Stored items
BEGIN

//! Handles describing live provisioned nodes.

use std::time::SystemTime;

use serde::{Deserialize, Serialize};

/// Record describing a live provisioned node and how to reach it.
///
/// Handles are created by a provisioner, persisted in the provisioning cache,
/// and consumed by the connection broker and the teardown controller.
#[derive(Clone, Debug, Eq, PartialEq, Serialize, Deserialize)]
pub struct ResourceHandle {
    /// Provider name of the machine; used for boot logs and restarts.
    pub resource_name: String,
    /// Grouping container holding every resource created for the machine.
    pub resource_group_name: String,
    /// Public address used for SSH and ping.
    pub host_address: String,
    /// SSH port.
    pub port: u16,
    /// Shared storage account receiving boot diagnostics.
    pub boot_diagnostics_account: String,
    /// Time the handle was created by the provisioner.
    pub created_at: SystemTime,
}
//! Persistent provisioning cache.
//!
//! The cache maps a [`RequestKey`] to the [`ResourceHandle`] of a node that
//! is believed to be live, so repeated test sessions reuse nodes instead of
//! provisioning new ones. Nothing here verifies that a cached node still
//! exists; a node deleted out of band surfaces when a later command fails.

use std::collections::BTreeMap;
use std::fs::File;
use std::io;
use std::sync::{Mutex, PoisonError};

use camino::{Utf8Path, Utf8PathBuf};
use cap_std::fs::OpenOptions;
use cap_std::{ambient_authority, fs_utf8::Dir};
use fs2::FileExt;
use serde::{Deserialize, Serialize};
use thiserror::Error;
use uuid::Uuid;

use crate::request::RequestKey;
use crate::resource::ResourceHandle;

/// Default cache location, relative to the working directory.
pub const DEFAULT_CACHE_PATH: &str = ".nodekeeper_cache/nodes.json";

const LOCK_DIR_NAME: &str = "locks";

/// Errors raised while reading or updating the cache.
#[derive(Clone, Debug, Error, Eq, PartialEq)]
pub enum CacheError {
    /// Raised when file system operations fail.
    #[error("failed to access {path}: {message}")]
    Io {
        /// Path that could not be accessed.
        path: Utf8PathBuf,
        /// Human-readable error message.
        message: String,
    },
    /// Raised when the cache file cannot be parsed or rendered.
    #[error("failed to parse {path}: {message}")]
    Parse {
        /// Path that could not be parsed.
        path: Utf8PathBuf,
        /// Human-readable error message.
        message: String,
    },
    /// Raised when the configured path is unusable.
    #[error("invalid cache path {path}: {message}")]
    InvalidPath {
        /// Offending path.
        path: Utf8PathBuf,
        /// Human-readable error message.
        message: String,
    },
}

/// Exclusive hold on one request key across processes.
///
/// Dropping the guard releases the lock.
#[derive(Debug)]
pub struct KeyLock {
    _file: Option<File>,
}

impl KeyLock {
    /// Guard that holds no operating system lock.
    #[must_use]
    pub const fn in_process() -> Self {
        Self { _file: None }
    }
}

/// Key → handle store shared by every session on the control host.
pub trait ProvisionCache: Send + Sync {
    /// Returns the handle stored under `key`, if any.
    ///
    /// # Errors
    ///
    /// Returns [`CacheError`] when the backing store cannot be read.
    fn lookup(&self, key: &RequestKey) -> Result<Option<ResourceHandle>, CacheError>;

    /// Stores `handle` under `key`, replacing any previous entry.
    ///
    /// # Errors
    ///
    /// Returns [`CacheError`] when the backing store cannot be updated.
    fn store(&self, key: &RequestKey, handle: &ResourceHandle) -> Result<(), CacheError>;

    /// Removes the entry for `key`; removing an absent entry succeeds.
    ///
    /// # Errors
    ///
    /// Returns [`CacheError`] when the backing store cannot be updated.
    fn clear(&self, key: &RequestKey) -> Result<(), CacheError>;

    /// Returns every entry.
    ///
    /// # Errors
    ///
    /// Returns [`CacheError`] when the backing store cannot be read.
    fn entries(&self) -> Result<BTreeMap<RequestKey, ResourceHandle>, CacheError>;

    /// Attempts to take the provisioning lock for `key` without blocking.
    ///
    /// Returns `Ok(None)` while another process holds it.
    ///
    /// # Errors
    ///
    /// Returns [`CacheError`] when the lock file cannot be opened.
    fn try_lock_key(&self, key: &RequestKey) -> Result<Option<KeyLock>, CacheError>;
}

#[derive(Debug, Default, Deserialize, Serialize)]
struct CacheDocument {
    #[serde(default)]
    entries: BTreeMap<RequestKey, ResourceHandle>,
}

/// Cache persisted as a JSON document on local disk.
///
/// Every mutation is a read-modify-write under an exclusive lock on a
/// sibling `.lock` file, and the new document replaces the old one with an
/// atomic rename, so readers never observe a partially written file.
#[derive(Clone, Debug)]
pub struct FileCache {
    path: Utf8PathBuf,
    parent: Utf8PathBuf,
    file_name: String,
}

impl FileCache {
    /// Creates a cache backed by `path`; the file is created on first write.
    ///
    /// # Errors
    ///
    /// Returns [`CacheError::InvalidPath`] when `path` has no file name.
    pub fn new(cache_path: impl Into<Utf8PathBuf>) -> Result<Self, CacheError> {
        let path = cache_path.into();
        let file_name = path
            .file_name()
            .ok_or_else(|| CacheError::InvalidPath {
                path: path.clone(),
                message: String::from("cache path is missing a file name"),
            })?
            .to_owned();
        let parent = match path.parent() {
            Some(dir) if !dir.as_str().is_empty() => dir.to_path_buf(),
            _ => Utf8PathBuf::from("."),
        };
        Ok(Self {
            path,
            parent,
            file_name,
        })
    }

    /// Returns the cache file path.
    #[must_use]
    pub fn path(&self) -> &Utf8Path {
        &self.path
    }

    fn io_error(path: &Utf8Path, err: &io::Error) -> CacheError {
        CacheError::Io {
            path: path.to_path_buf(),
            message: err.to_string(),
        }
    }

    fn open_dir(&self) -> Result<Dir, CacheError> {
        Dir::create_ambient_dir_all(&self.parent, ambient_authority())
            .map_err(|err| Self::io_error(&self.parent, &err))?;
        Dir::open_ambient_dir(&self.parent, ambient_authority())
            .map_err(|err| Self::io_error(&self.parent, &err))
    }

    fn open_lock_file(dir: &Dir, name: &str, display: &Utf8Path) -> Result<File, CacheError> {
        let mut options = OpenOptions::new();
        options.create(true).read(true).write(true).truncate(false);
        dir.open_with(name, &options)
            .map(cap_std::fs_utf8::File::into_std)
            .map_err(|err| Self::io_error(display, &err))
    }

    fn with_document_lock<T>(
        &self,
        action: impl FnOnce(&Dir) -> Result<T, CacheError>,
    ) -> Result<T, CacheError> {
        let dir = self.open_dir()?;
        let lock_name = format!("{}.lock", self.file_name);
        let lock_path = self.parent.join(&lock_name);
        let lock = Self::open_lock_file(&dir, &lock_name, &lock_path)?;
        FileExt::lock_exclusive(&lock).map_err(|err| Self::io_error(&lock_path, &err))?;
        // Released when `lock` is dropped.
        action(&dir)
    }

    fn read_document(&self, dir: &Dir) -> Result<CacheDocument, CacheError> {
        let contents = match dir.read_to_string(&self.file_name) {
            Ok(contents) => contents,
            Err(err) if err.kind() == io::ErrorKind::NotFound => {
                return Ok(CacheDocument::default());
            }
            Err(err) => return Err(Self::io_error(&self.path, &err)),
        };
        if contents.trim().is_empty() {
            return Ok(CacheDocument::default());
        }
        serde_json::from_str(&contents).map_err(|err| CacheError::Parse {
            path: self.path.clone(),
            message: err.to_string(),
        })
    }

    fn write_document(&self, dir: &Dir, document: &CacheDocument) -> Result<(), CacheError> {
        let rendered =
            serde_json::to_string_pretty(document).map_err(|err| CacheError::Parse {
                path: self.path.clone(),
                message: err.to_string(),
            })?;
        let tmp_name = format!(".{}.{}.tmp", self.file_name, Uuid::new_v4().simple());
        dir.write(&tmp_name, rendered)
            .map_err(|err| Self::io_error(&self.parent.join(&tmp_name), &err))?;
        dir.rename(&tmp_name, dir, &self.file_name)
            .map_err(|err| Self::io_error(&self.path, &err))
    }

    fn update(
        &self,
        mutate: impl FnOnce(&mut BTreeMap<RequestKey, ResourceHandle>),
    ) -> Result<(), CacheError> {
        self.with_document_lock(|dir| {
            let mut document = self.read_document(dir)?;
            mutate(&mut document.entries);
            self.write_document(dir, &document)
        })
    }
}

impl ProvisionCache for FileCache {
    fn lookup(&self, key: &RequestKey) -> Result<Option<ResourceHandle>, CacheError> {
        self.with_document_lock(|dir| {
            let mut document = self.read_document(dir)?;
            Ok(document.entries.remove(key))
        })
    }

    fn store(&self, key: &RequestKey, handle: &ResourceHandle) -> Result<(), CacheError> {
        self.update(|entries| {
            entries.insert(key.clone(), handle.clone());
        })
    }

    fn clear(&self, key: &RequestKey) -> Result<(), CacheError> {
        self.update(|entries| {
            entries.remove(key);
        })
    }

    fn entries(&self) -> Result<BTreeMap<RequestKey, ResourceHandle>, CacheError> {
        self.with_document_lock(|dir| Ok(self.read_document(dir)?.entries))
    }

    fn try_lock_key(&self, key: &RequestKey) -> Result<Option<KeyLock>, CacheError> {
        let dir = self.open_dir()?;
        dir.create_dir_all(LOCK_DIR_NAME)
            .map_err(|err| Self::io_error(&self.parent.join(LOCK_DIR_NAME), &err))?;
        let lock_name = format!("{LOCK_DIR_NAME}/{}.lock", key.file_stem());
        let lock_path = self.parent.join(&lock_name);
        let file = Self::open_lock_file(&dir, &lock_name, &lock_path)?;
        match FileExt::try_lock_exclusive(&file) {
            Ok(()) => Ok(Some(KeyLock { _file: Some(file) })),
            Err(err) if err.kind() == io::ErrorKind::WouldBlock => Ok(None),
            Err(err) => Err(Self::io_error(&lock_path, &err)),
        }
    }
}

/// Process-local cache used when persistence is not wanted.
#[derive(Debug, Default)]
pub struct MemoryCache {
    entries: Mutex<BTreeMap<RequestKey, ResourceHandle>>,
}

impl MemoryCache {
    /// Creates an empty cache.
    #[must_use]
    pub fn new() -> Self {
        Self::default()
    }

    fn guard(&self) -> std::sync::MutexGuard<'_, BTreeMap<RequestKey, ResourceHandle>> {
        self.entries.lock().unwrap_or_else(PoisonError::into_inner)
    }
}

impl ProvisionCache for MemoryCache {
    fn lookup(&self, key: &RequestKey) -> Result<Option<ResourceHandle>, CacheError> {
        Ok(self.guard().get(key).cloned())
    }

    fn store(&self, key: &RequestKey, handle: &ResourceHandle) -> Result<(), CacheError> {
        self.guard().insert(key.clone(), handle.clone());
        Ok(())
    }

    fn clear(&self, key: &RequestKey) -> Result<(), CacheError> {
        self.guard().remove(key);
        Ok(())
    }

    fn entries(&self) -> Result<BTreeMap<RequestKey, ResourceHandle>, CacheError> {
        Ok(self.guard().clone())
    }

    fn try_lock_key(&self, _key: &RequestKey) -> Result<Option<KeyLock>, CacheError> {
        Ok(Some(KeyLock::in_process()))
    }
}

impl<C: ProvisionCache + ?Sized> ProvisionCache for std::sync::Arc<C> {
    fn lookup(&self, key: &RequestKey) -> Result<Option<ResourceHandle>, CacheError> {
        (**self).lookup(key)
    }

    fn store(&self, key: &RequestKey, handle: &ResourceHandle) -> Result<(), CacheError> {
        (**self).store(key, handle)
    }

    fn clear(&self, key: &RequestKey) -> Result<(), CacheError> {
        (**self).clear(key)
    }

    fn entries(&self) -> Result<BTreeMap<RequestKey, ResourceHandle>, CacheError> {
        (**self).entries()
    }

    fn try_lock_key(&self, key: &RequestKey) -> Result<Option<KeyLock>, CacheError> {
        (**self).try_lock_key(key)
    }
}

END

Problem to solve — Look through the records and copy every line that has the word "used".

Task response —
    /// Provider name of the machine; used for boot logs and restarts.
    /// Public address used for SSH and ping.
/// Process-local cache used when persistence is not wanted.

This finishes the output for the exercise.